__ACTIVITY__
Look through the material below. Copy every line with the string "open" in it.

__EXERCISE MATERIALS__
================

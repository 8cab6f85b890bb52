//! Linux host debugger built on ptrace.
//!
//! Attach uses `PTRACE_SEIZE`, so the tracee is not sent an extra `SIGSTOP`.
//! A seized process that is already stopped re-traps into a `PTRACE_EVENT_STOP`,
//! which is what `attach_existing` waits for. From then on the tracee only
//! runs when this host continues it.
//!
//! The launcher has already run `execve` when the host attaches, so the exec
//! trap is gone; the host reports the loaded image as the first event of each
//! session instead, the way the Win32 host reports its create-process event.
//!
//! A traced process only makes progress while somebody pumps its events. The
//! host keeps every session reachable through [`SessionControl::sessions`] and
//! ends whatever is still open when it is dropped.
//!
//! ptrace requests must come from the thread that attached, so the host is
//! neither `Send` nor `Sync`.

use std::collections::HashMap;
use std::marker::PhantomData;

use nix::errno::Errno;
use nix::sys::ptrace::{self, Event, Options};
use nix::sys::signal::{kill, Signal};
use nix::sys::wait::{waitpid, WaitPidFlag, WaitStatus};
use nix::unistd::Pid;

use super::{
    AttachError, DebugAttachRequest, DebugEngine, DebugEvent, DebugHost, DebugSession,
    SessionControl,
};
use crate::launch::{ProcessError, ProcessExit, ProcessId, ResumedProcess, SuspendedProcess};

/// Per-session tracer state
#[derive(Debug)]
struct Tracee {
    pid: Pid,
    session: DebugSession,
    image_reported: bool,
}

/// ptrace-backed debugger
#[derive(Debug)]
pub struct PtraceHost {
    sessions: HashMap<u64, Tracee>,
    next_session: u64,
    _not_send: PhantomData<*const ()>,
}

impl PtraceHost {
    pub fn new() -> Self {
        Self {
            sessions: HashMap::new(),
            next_session: 1,
            _not_send: PhantomData,
        }
    }

    /// Number of sessions this host still owns
    pub fn session_count(&self) -> usize {
        self.sessions.len()
    }

    fn tracee(&self, session: &DebugSession) -> Result<&Tracee, AttachError> {
        self.sessions
            .get(&session.id)
            .ok_or(AttachError::UnknownSession { id: session.id })
    }

    /// Wait for the trap a seize of a stopped process produces.
    fn await_attach_stop(pid: Pid) -> Result<(), AttachError> {
        loop {
            match wait_retrying(pid) {
                Ok(WaitStatus::PtraceEvent(_, _, event)) if event == Event::PTRACE_EVENT_STOP as i32 => {
                    return Ok(())
                }
                Ok(status @ (WaitStatus::Exited(..) | WaitStatus::Signaled(..))) => {
                    return Err(AttachError::AttachFailed {
                        pid: pid.as_raw() as u32,
                        reason: format!("process ended during attach: {:?}", status),
                    })
                }
                Ok(status) => log::trace!("Process {} during attach: {:?}", pid, status),
                Err(errno) => {
                    return Err(AttachError::AttachFailed {
                        pid: pid.as_raw() as u32,
                        reason: format!("waitpid failed: {}", errno),
                    })
                }
            }
        }
    }
}

impl Default for PtraceHost {
    fn default() -> Self {
        Self::new()
    }
}

impl DebugHost for PtraceHost {
    fn name(&self) -> &str {
        "ptrace"
    }

    fn attach_existing(
        &mut self,
        request: &DebugAttachRequest,
    ) -> Result<DebugSession, AttachError> {
        let pid_id = ProcessId::new(request.target_pid).ok_or(AttachError::InvalidProcessId)?;

        // ptrace only understands machine code; refuse the whole set up front
        if let Some(engine) = request
            .engines
            .iter()
            .find(|engine| **engine != DebugEngine::Native)
        {
            return Err(AttachError::UnsupportedEngine {
                engine: engine.clone(),
                host: self.name().to_string(),
            });
        }

        if tracer_of(pid_id).unwrap_or(0) != 0 {
            return Err(AttachError::AlreadyDebugged {
                pid: request.target_pid,
            });
        }

        let pid = Pid::from_raw(request.target_pid as i32);
        let mut options = Options::PTRACE_O_TRACEEXEC;
        // The target dies with the debugger; an explicit stop may still detach
        if request.flags.stop_debugging_on_end {
            options |= Options::PTRACE_O_EXITKILL;
        }

        log::debug!("PTRACE_SEIZE {} with {:?}", pid, options);
        ptrace::seize(pid, options).map_err(|errno| attach_error(errno, request.target_pid))?;

        if let Err(e) = Self::await_attach_stop(pid) {
            let _ = ptrace::detach(pid, None);
            return Err(e);
        }

        let id = self.next_session;
        self.next_session += 1;
        let session = DebugSession {
            id,
            pid: pid_id,
            engines: request.engines.clone(),
            flags: request.flags,
        };
        self.sessions.insert(
            id,
            Tracee {
                pid,
                session: session.clone(),
                image_reported: false,
            },
        );

        Ok(session)
    }

    fn release(
        &mut self,
        session: &DebugSession,
        process: SuspendedProcess,
    ) -> Result<ResumedProcess, ProcessError> {
        let pid = match self.tracee(session) {
            Ok(tracee) => tracee.pid,
            Err(e) => {
                return Err(ProcessError::ResumeFailed {
                    pid: process.pid(),
                    reason: e.to_string(),
                })
            }
        };

        // SIGCONT clears the job-control stop; the continue lets the tracee act on it
        let resumed = match process.resume() {
            Ok(resumed) => resumed,
            Err(e) => {
                // The backend already killed and reaped it
                self.sessions.remove(&session.id);
                return Err(e);
            }
        };
        if let Err(errno) = ptrace::cont(pid, None) {
            self.sessions.remove(&session.id);
            let _ = kill(pid, Signal::SIGKILL);
            let _ = resumed.wait();
            return Err(ProcessError::ResumeFailed {
                pid: session.pid,
                reason: format!("PTRACE_CONT failed: {}", errno),
            });
        }

        Ok(resumed)
    }
}

impl SessionControl for PtraceHost {
    fn wait_for_exit(
        &mut self,
        session: &DebugSession,
        on_event: &mut dyn FnMut(&DebugEvent),
    ) -> Result<ProcessExit, AttachError> {
        let tracee = self
            .sessions
            .get_mut(&session.id)
            .ok_or(AttachError::UnknownSession { id: session.id })?;
        let pid = tracee.pid;
        let raw = pid.as_raw() as u32;

        if !tracee.image_reported {
            tracee.image_reported = true;
            on_event(&DebugEvent::ImageLoaded { pid: raw });
        }

        loop {
            let status = wait_retrying(pid)
                .map_err(|errno| AttachError::EventError(format!("waitpid({}): {}", pid, errno)))?;

            let (event, resume_signal) = match status {
                WaitStatus::Exited(_, code) => {
                    let exit = ProcessExit::Code(code);
                    on_event(&DebugEvent::ProcessExited { exit });
                    self.sessions.remove(&session.id);
                    return Ok(exit);
                }
                WaitStatus::Signaled(_, signal, _) => {
                    let exit = ProcessExit::Signal(signal as i32);
                    on_event(&DebugEvent::ProcessExited { exit });
                    self.sessions.remove(&session.id);
                    return Ok(exit);
                }
                WaitStatus::PtraceEvent(_, _, event) if event == Event::PTRACE_EVENT_EXEC as i32 => {
                    (Some(DebugEvent::ImageLoaded { pid: raw }), None)
                }
                WaitStatus::PtraceEvent(_, _, event) if event == Event::PTRACE_EVENT_STOP as i32 => {
                    // Group stop or notification trap: keep the debuggee running
                    (Some(DebugEvent::GroupStop { pid: raw }), None)
                }
                WaitStatus::Stopped(_, signal) => (
                    Some(DebugEvent::Signal {
                        pid: raw,
                        signal: signal as i32,
                    }),
                    Some(signal),
                ),
                other => {
                    log::trace!("Process {}: {:?}", pid, other);
                    (None, None)
                }
            };

            if let Some(event) = event {
                log::debug!("Session {}: {}", session.id, event);
                on_event(&event);
            }

            match ptrace::cont(pid, resume_signal) {
                Ok(()) => {}
                // Killed between the report and the continue; the exit comes next
                Err(Errno::ESRCH) => {}
                Err(errno) => {
                    return Err(AttachError::EventError(format!(
                        "PTRACE_CONT {}: {}",
                        pid, errno
                    )))
                }
            }
        }
    }

    fn sessions(&self) -> Vec<DebugSession> {
        let mut sessions: Vec<_> = self
            .sessions
            .values()
            .map(|tracee| tracee.session.clone())
            .collect();
        sessions.sort_by_key(|session| session.id);
        sessions
    }

    fn stop(&mut self, session: &DebugSession) -> Result<(), AttachError> {
        let tracee = self
            .sessions
            .remove(&session.id)
            .ok_or(AttachError::UnknownSession { id: session.id })?;
        let pid = tracee.pid;

        if !tracee.session.flags.detach_on_stop {
            log::info!("Stopping session {}: killing process {}", session.id, pid);
            return match kill(pid, Signal::SIGKILL) {
                Ok(()) | Err(Errno::ESRCH) => Ok(()),
                Err(errno) => Err(AttachError::EventError(format!("kill {}: {}", pid, errno))),
            };
        }

        log::info!("Stopping session {}: detaching from process {}", session.id, pid);
        match ptrace::interrupt(pid) {
            Ok(()) => {}
            // Exited while nobody was pumping; nothing left to detach from
            Err(Errno::ESRCH) => return Ok(()),
            Err(errno) => {
                return Err(AttachError::EventError(format!(
                    "PTRACE_INTERRUPT {}: {}",
                    pid, errno
                )))
            }
        }

        // Detach needs the tracee in a ptrace stop
        let pending = loop {
            match wait_retrying(pid) {
                Ok(WaitStatus::Exited(..)) | Ok(WaitStatus::Signaled(..)) => return Ok(()),
                Ok(WaitStatus::PtraceEvent(..)) => break None,
                // A signal on its way in; hand it over with the detach
                Ok(WaitStatus::Stopped(_, signal)) if signal != Signal::SIGTRAP => break Some(signal),
                Ok(WaitStatus::Stopped(..)) => break None,
                Ok(_) => continue,
                Err(errno) => {
                    return Err(AttachError::EventError(format!("waitpid({}): {}", pid, errno)))
                }
            }
        };

        ptrace::detach(pid, pending)
            .map_err(|errno| AttachError::EventError(format!("PTRACE_DETACH {}: {}", pid, errno)))
    }
}

impl Drop for PtraceHost {
    fn drop(&mut self) {
        for session in self.sessions() {
            log::warn!(
                "Session {} still open at shutdown, ending it (process {})",
                session.id,
                session.pid
            );
            if let Err(e) = self.stop(&session) {
                log::error!("{}", e);
            }
        }
    }
}

fn wait_retrying(pid: Pid) -> nix::Result<WaitStatus> {
    loop {
        match waitpid(pid, Some(WaitPidFlag::__WALL)) {
            Err(Errno::EINTR) => continue,
            other => return other,
        }
    }
}

/// `TracerPid` from `/proc/<pid>/status`
fn tracer_of(pid: ProcessId) -> Option<u32> {
    let status = std::fs::read_to_string(format!("/proc/{}/status", pid)).ok()?;
    status
        .lines()
        .find_map(|line| line.strip_prefix("TracerPid:"))
        .and_then(|value| value.trim().parse().ok())
}

fn attach_error(errno: Errno, pid: u32) -> AttachError {
    match errno {
        Errno::ESRCH => AttachError::ProcessNotFound { pid },
        Errno::EPERM | Errno::EACCES => AttachError::PermissionDenied {
            pid,
            reason: errno.to_string(),
        },
        _ => AttachError::AttachFailed {
            pid,
            reason: errno.to_string(),
        },
    }
}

================

__EXPECTED ANSWER__
//! ends whatever is still open when it is dropped.
                "Session {} still open at shutdown, ending it (process {})",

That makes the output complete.